Em
tudo existe um limite. A vida é cíclica e nada aumenta ou diminui eternamente.
O movimento parece ser outro.
Se
os desejos, por exemplo, não conhecem limites, eles se impõem um dia, obrigando
homens e mulheres a viver em função da satisfação desses desejos.
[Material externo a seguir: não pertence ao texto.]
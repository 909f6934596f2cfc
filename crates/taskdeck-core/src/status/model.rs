//! System status domain model.

use std::collections::BTreeMap;

use serde::{Deserialize, Serialize};
use strum::Display;

/// Coarse health of the whole service.
#[derive(Debug, Clone, Copy, PartialEq, Eq, Serialize, Deserialize, Display, Default)]
#[serde(rename_all = "snake_case")]
#[strum(serialize_all = "snake_case")]
pub enum OverallHealth {
    #[default]
    Healthy,
    Warning,
    Critical,
}

/// Performance figures shown on the dashboard.
///
/// `active_tasks` and `total_tasks` come from the task registry; the rest is
/// produced by a metrics source.
#[derive(Debug, Clone, PartialEq, Serialize, Deserialize)]
pub struct PerformanceSnapshot {
    pub cpu_percent: f64,
    pub memory_percent: f64,
    pub latency_p80: f64,
    pub accuracy: f64,
    pub active_tasks: usize,
    pub total_tasks: u64,
}

impl Default for PerformanceSnapshot {
    fn default() -> Self {
        Self {
            cpu_percent: 45.0,
            memory_percent: 65.0,
            latency_p80: 118.0,
            accuracy: 96.0,
            active_tasks: 0,
            total_tasks: 0,
        }
    }
}

/// Security controls.
#[derive(Debug, Clone, PartialEq, Eq, Serialize, Deserialize)]
pub struct SecurityFlags {
    pub kill_switch_active: bool,
    pub privacy_level: String,
}

impl Default for SecurityFlags {
    fn default() -> Self {
        Self {
            kill_switch_active: false,
            privacy_level: "basic".to_string(),
        }
    }
}

/// Names of the subsystems reported in [`SystemStatus::components`].
pub const DEFAULT_COMPONENTS: &[&str] = &[
    "perception",
    "reflex",
    "privacy",
    "cloud_brain",
    "performance_monitor",
];

/// Process-wide status aggregate.
#[derive(Debug, Clone, PartialEq, Serialize, Deserialize)]
pub struct SystemStatus {
    pub status: OverallHealth,
    pub components: BTreeMap<String, String>,
    pub performance: PerformanceSnapshot,
    pub security: SecurityFlags,
}

impl Default for SystemStatus {
    fn default() -> Self {
        Self {
            status: OverallHealth::Healthy,
            components: DEFAULT_COMPONENTS
                .iter()
                .map(|name| (name.to_string(), "active".to_string()))
                .collect(),
            performance: PerformanceSnapshot::default(),
            security: SecurityFlags::default(),
        }
    }
}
Assim, começam a perder pontos em áreas da vida que até então eram mais ou
menos leves, mais ou menos equilibradas.
Mal
comparando, é como se o desejo de comer doces virasse compulsão e o peso ganho com
a ingestão exagerada transformasse qualquer caminhada num suplício, qualquer
esforço físico, num drama, até ser impossível encarar uma ladeira, até ser
impossível refrear a gula.
Essa
condição está projetada na tela/ecrã do cinema de Portugal desde há uma semana.
Leonardo DiCaprio expressa, na pele de Jay Gatsby, o quanto o desejo de retorno
ao passado pode ser espinhoso.
Fui
vê-lo por causa do livro de Scott Fitzgerald e também por causa da curiosidade quanto a esta adaptação para o cinema.
O
que a personagem queria resgatar do passado? Uma paixão.
Nada
de muito novo, pois não? A agudeza do escritor norte-americano realmente
não estava nesse ponto.
Gatsby
queria de volta uma mulher, ela o queria e queria também a redoma protetora em que o
marido a mantinha, o marido dela queria ao mesmo tempo duas mulheres jovens e
bonitas, uma delas queria infinitamente mais o amante do que o próprio marido,
enfim, numa só trama de ficção, várias personagens moviam-se precariamente na
vida, em função das paixões.
A
carência afetiva, vista desse ângulo, não surpreende, ela abunda! Já ouvi um
psicólogo referir certa vez a existência de estudos recentes a apontarem para
cerca de 80% de casais amparados na mentira, para sustentar relações
extraconjugais e casamentos arrastados. Agarrar-se às tábuas de salvação com
unhas e dentes seria o prato nosso de cada dia… seria uma forma de conhecer o
fim com dor.
Mas
lá, na efervescência nova-iorquina dos anos 20 do século passado, o indomável
não era o adultério, não era a carência, era antes a obsessão em supri-la, em
queimar tudo para supri-la. Scott Fitzgerald foi ele mesmo um sujeito com pouco
equilíbrio; isto somado ao talento para a literatura pode ter resultado no
reconhecimento de que certos exageros, certas metas auto-impostas dão em ruína.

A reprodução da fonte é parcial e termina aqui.